(Source records):
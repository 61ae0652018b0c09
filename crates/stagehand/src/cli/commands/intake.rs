//! Intake command

use clap::Args;
use tracing::{info, warn};

use stagehand_core::catalog::load_catalog;
use stagehand_core::intake::{notify_operator, render_notification, NotifyOutcome, TestFlightRequest};
use stagehand_remote::HttpMailer;

use crate::cli::{output, Cli, OutputFormat};

/// Forward a TestFlight access request to the operator
#[derive(Debug, Args)]
pub struct IntakeCommand {
    /// App id or name
    #[arg(short, long)]
    pub app: String,

    /// Requester's email address
    #[arg(short, long)]
    pub email: String,

    /// Requester's name
    #[arg(short, long)]
    pub name: Option<String>,

    /// Free-form message
    #[arg(short, long)]
    pub message: Option<String>,
}

impl IntakeCommand {
    /// Execute the intake command
    pub fn execute(&self, cli: &Cli) -> anyhow::Result<()> {
        info!(app = %self.app, dry_run = cli.dry_run, "executing intake command");
        let runtime = tokio::runtime::Runtime::new()?;
        runtime.block_on(self.execute_async(cli))
    }

    async fn execute_async(&self, cli: &Cli) -> anyhow::Result<()> {
        let config = cli.tool_config()?;
        let catalog = load_catalog(&cli.catalog_path(&config)?)?;

        let request = TestFlightRequest {
            app: self.app.clone(),
            email: self.email.clone(),
            name: self.name.clone(),
            message: self.message.clone(),
        };
        let app = request.validate(&catalog)?;
        let message = render_notification(&catalog.settings, app, &request)?;

        let outcome = if cli.dry_run {
            NotifyOutcome::Fallback("dry run, not sent".to_string())
        } else {
            match HttpMailer::new(config.mail.to_mail_config()) {
                Ok(mailer) => notify_operator(&mailer, &message, config.mail.timeout()).await,
                Err(e) => {
                    warn!(error = %e, request = ?request, "mailer unavailable, request logged only");
                    NotifyOutcome::Fallback(e.to_string())
                }
            }
        };

        match cli.format {
            OutputFormat::Json => output::json(&serde_json::json!({
                "request": request,
                "notification": outcome,
            }))?,
            OutputFormat::Text if !cli.quiet => {
                output::success(&format!(
                    "Request for {} received from {}",
                    app.name,
                    request.email.trim()
                ));
                if let NotifyOutcome::Fallback(reason) = &outcome {
                    output::warning(&format!("Operator not emailed ({})", reason));
                }
            }
            OutputFormat::Text => {}
        }
        Ok(())
    }
}

#[cfg(test)]
mod tests {
    use super::*;
    use clap::Parser;

    #[test]
    fn test_parse_intake() {
        let cli = Cli::try_parse_from([
            "stagehand",
            "intake",
            "--app",
            "boochat",
            "--email",
            "tester@example.org",
            "-m",
            "hello",
        ])
        .unwrap();
        let crate::cli::Commands::Intake(cmd) = cli.command else {
            panic!("expected intake");
        };
        assert_eq!(cmd.email, "tester@example.org");
        assert_eq!(cmd.message.as_deref(), Some("hello"));
        assert!(cmd.name.is_none());
    }
}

(Work item): Where a line in the records above contains the string "else", return that line.

(Exercise response):
        } else {
        let crate::cli::Commands::Intake(cmd) = cli.command else {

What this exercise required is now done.